The device consists of a turbine that will rotate, with the aid of the flowing
water, and is connected to a spinning magnet that would generate magnetic flux
to the copper wire to create electric current. The generated electricity would flow
into a charger containing two AA batteries ready to be used during a power
shortage.
Background of the study
Electricity can be generated from hydropower. With the aid of a dynamo
and an external source of mechanical energy, electricity generation is possible.
The generator has three essential parts: (1) the turbine, (2) the rotating part of
the dynamo (rotor), (3) the stationary part of the dynamo (stator). The turbine is a
rotary mechanical device that extracts energy from the water flow with its blades
just like of a fan. The turbine is connected in one end of a shaft into the rotor of
the other end. The rotor rotates as the turbine turns. The rotor serves as the field
coil that generates magnetic flux for the armature to interact with.
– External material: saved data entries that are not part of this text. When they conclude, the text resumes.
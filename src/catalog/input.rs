//! Request-body validation for product writes. Numeric fields accept either a
//! JSON number or a numeric string, since browser forms post both.

use serde_json::{Map, Value};

use crate::error::{AppError, AppResult};
use crate::storage::{NewProduct, ProductPatch, DEFAULT_CATEGORY};

fn invalid(field: &str, why: &str) -> AppError {
    AppError::validation("invalid_field".to_string(), format!("{}: {}", field, why))
}

fn as_object(body: &Value) -> AppResult<&Map<String, Value>> {
    body.as_object().ok_or_else(|| AppError::validation("invalid_body", "request body must be a JSON object"))
}

fn string_field(field: &str, v: &Value) -> AppResult<String> {
    v.as_str().map(str::to_string).ok_or_else(|| invalid(field, "must be a string"))
}

fn name_field(v: &Value) -> AppResult<String> {
    let name = string_field("name", v)?;
    if name.is_empty() { return Err(invalid("name", "must not be empty")); }
    Ok(name)
}

fn price_field(v: &Value) -> AppResult<f64> {
    let price = match v {
        Value::Number(n) => n.as_f64(),
        Value::String(s) => s.trim().parse::<f64>().ok(),
        _ => None,
    }
    .ok_or_else(|| invalid("price", "must be a number"))?;
    if !price.is_finite() || price < 0.0 {
        return Err(invalid("price", "must be a non-negative number"));
    }
    Ok(price)
}

fn stock_field(v: &Value) -> AppResult<u64> {
    let negative = || invalid("stock", "must not be negative");
    match v {
        Value::Number(n) => {
            if let Some(u) = n.as_u64() { return Ok(u); }
            if n.as_i64().is_some() { return Err(negative()); }
            match n.as_f64() {
                // Integral floats such as 80.0; 2^64 and beyond do not fit.
                Some(f) if f.fract() == 0.0 && f >= 0.0 && f < 18_446_744_073_709_551_616.0 => Ok(f as u64),
                Some(f) if f.fract() == 0.0 && f < 0.0 => Err(negative()),
                _ => Err(invalid("stock", "must be an integer")),
            }
        }
        Value::String(s) => {
            let s = s.trim();
            if let Ok(u) = s.parse::<u64>() { return Ok(u); }
            match s.parse::<i128>() {
                Ok(i) if i < 0 => Err(negative()),
                _ => Err(invalid("stock", "must be an integer")),
            }
        }
        _ => Err(invalid("stock", "must be an integer")),
    }
}

/// Optional text field: absent or null means "not given".
fn optional_text(obj: &Map<String, Value>, field: &str) -> AppResult<Option<String>> {
    match obj.get(field) {
        None | Some(Value::Null) => Ok(None),
        Some(v) => string_field(field, v).map(Some),
    }
}

pub fn parse_new_product(body: &Value) -> AppResult<NewProduct> {
    let obj = as_object(body)?;
    for field in ["name", "price", "stock"] {
        if !obj.contains_key(field) {
            return Err(AppError::validation("missing_field".to_string(), format!("required field: {}", field)));
        }
    }
    Ok(NewProduct {
        name: name_field(&obj["name"])?,
        description: optional_text(obj, "description")?.unwrap_or_default(),
        price: price_field(&obj["price"])?,
        stock: stock_field(&obj["stock"])?,
        category: optional_text(obj, "category")?.unwrap_or_else(|| DEFAULT_CATEGORY.to_string()),
    })
}

/// Keys outside the product's updatable fields are ignored.
pub fn parse_patch(body: &Value) -> AppResult<ProductPatch> {
    let obj = as_object(body)?;
    Ok(ProductPatch {
        name: obj.get("name").map(name_field).transpose()?,
        description: optional_text(obj, "description")?,
        price: obj.get("price").map(price_field).transpose()?,
        stock: obj.get("stock").map(stock_field).transpose()?,
        category: optional_text(obj, "category")?,
    })
}
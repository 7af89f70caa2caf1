//! Name-range sharding of the product collection.
//!
//! A product's shard is fixed at create time by the first character of its
//! name: `A..=M` goes to Shard1, `N..=Z` to Shard2, and everything else
//! (digits, punctuation, non-ASCII letters) falls back to Shard1.

use std::fmt::{Display, Formatter};

use serde::Serialize;

use crate::error::{AppError, AppResult};

pub mod router;

pub use router::{ShardRouter, UpdateOutcome};

#[derive(Debug, Clone, Copy, PartialEq, Eq, Hash, Serialize)]
pub enum Shard {
    Shard1,
    Shard2,
}

impl Shard {
    pub const ALL: [Shard; 2] = [Shard::Shard1, Shard::Shard2];

    pub fn as_str(self) -> &'static str {
        match self {
            Shard::Shard1 => "Shard1",
            Shard::Shard2 => "Shard2",
        }
    }
}

impl Display for Shard {
    fn fmt(&self, f: &mut Formatter<'_>) -> std::fmt::Result {
        f.write_str(self.as_str())
    }
}

/// Why a name landed where it did.
#[derive(Debug, Clone, Copy, PartialEq, Eq, Hash)]
pub enum RouteReason {
    FirstHalf,
    SecondHalf,
    Default,
}

#[derive(Debug, Clone, Copy, PartialEq, Eq, Hash)]
pub struct Route {
    pub shard: Shard,
    pub reason: RouteReason,
}

impl Route {
    /// Human label reported back to clients on create.
    pub fn label(&self) -> &'static str {
        match self.reason {
            RouteReason::FirstHalf => "Shard1 (A-M)",
            RouteReason::SecondHalf => "Shard2 (N-Z)",
            RouteReason::Default => "Shard1 (default)",
        }
    }
}

impl Display for Route {
    fn fmt(&self, f: &mut Formatter<'_>) -> std::fmt::Result {
        f.write_str(self.label())
    }
}

/// Pick the shard for a new record. Pure and total over non-empty names.
pub fn route_for_create(name: &str) -> AppResult<Route> {
    let Some(first) = name.chars().next() else {
        return Err(AppError::validation("missing_field", "product name is required"));
    };
    let route = match first.to_ascii_uppercase() {
        'A'..='M' => Route { shard: Shard::Shard1, reason: RouteReason::FirstHalf },
        'N'..='Z' => Route { shard: Shard::Shard2, reason: RouteReason::SecondHalf },
        _ => Route { shard: Shard::Shard1, reason: RouteReason::Default },
    };
    Ok(route)
}
use anyhow::{anyhow, Result};
use argon2::{Argon2, PasswordHasher, PasswordVerifier};
use password_hash::{PasswordHash, SaltString};

/// Argon2id PHC string with a fresh 16-byte salt.
pub fn hash_password(password: &str) -> Result<String> {
    let mut salt_bytes = [0u8; 16];
    getrandom::getrandom(&mut salt_bytes).map_err(|e| anyhow!(e.to_string()))?;
    let salt = SaltString::encode_b64(&salt_bytes).map_err(|e| anyhow!(e.to_string()))?;
    let argon2 = Argon2::default();
    let phc = argon2.hash_password(password.as_bytes(), &salt).map_err(|e| anyhow!(e.to_string()))?.to_string();
    Ok(phc)
}

/// False for a wrong password and for an unparseable hash alike.
pub fn verify_password(hash: &str, password: &str) -> bool {
    if let Ok(parsed) = PasswordHash::new(hash) {
        let argon2 = Argon2::default();
        argon2.verify_password(password.as_bytes(), &parsed).is_ok()
    } else { false }
}

#[cfg(test)]
mod tests {
    use super::*;

    #[test]
    fn hash_then_verify() {
        let h = hash_password("mipassword123").unwrap();
        assert!(h.starts_with("$argon2"));
        assert!(!h.contains("mipassword123"));
        assert!(verify_password(&h, "mipassword123"));
        assert!(!verify_password(&h, "wrong"));
    }

    #[test]
    fn salts_differ() {
        assert_ne!(hash_password("same").unwrap(), hash_password("same").unwrap());
    }

    #[test]
    fn garbage_hash_never_verifies() {
        assert!(!verify_password("not-a-phc-string", "anything"));
        assert!(!verify_password("", ""));
    }
}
The stator
serves as the armature that interacts with the magnetic flux from the spinning
rotor to create an electric current that will flow into a power line to be used or to
be stored.
From the online article of World Watch institute, constructions of
hydropowerplants using the above principle to generate hydroelectricity have
been present into at least 150 countries worldwide. But disadvantages started to
sprung in the construction of these powerplants. Large bodies of land were
submerges in construction of these powerplants to create dams. Submerged
organic materials such as plants and trees undergo anaerobic decomposition
that releases great amount of methane imbalancing the greenhouse cycle. And
last, the need to relocate all people living on the planned reservoir.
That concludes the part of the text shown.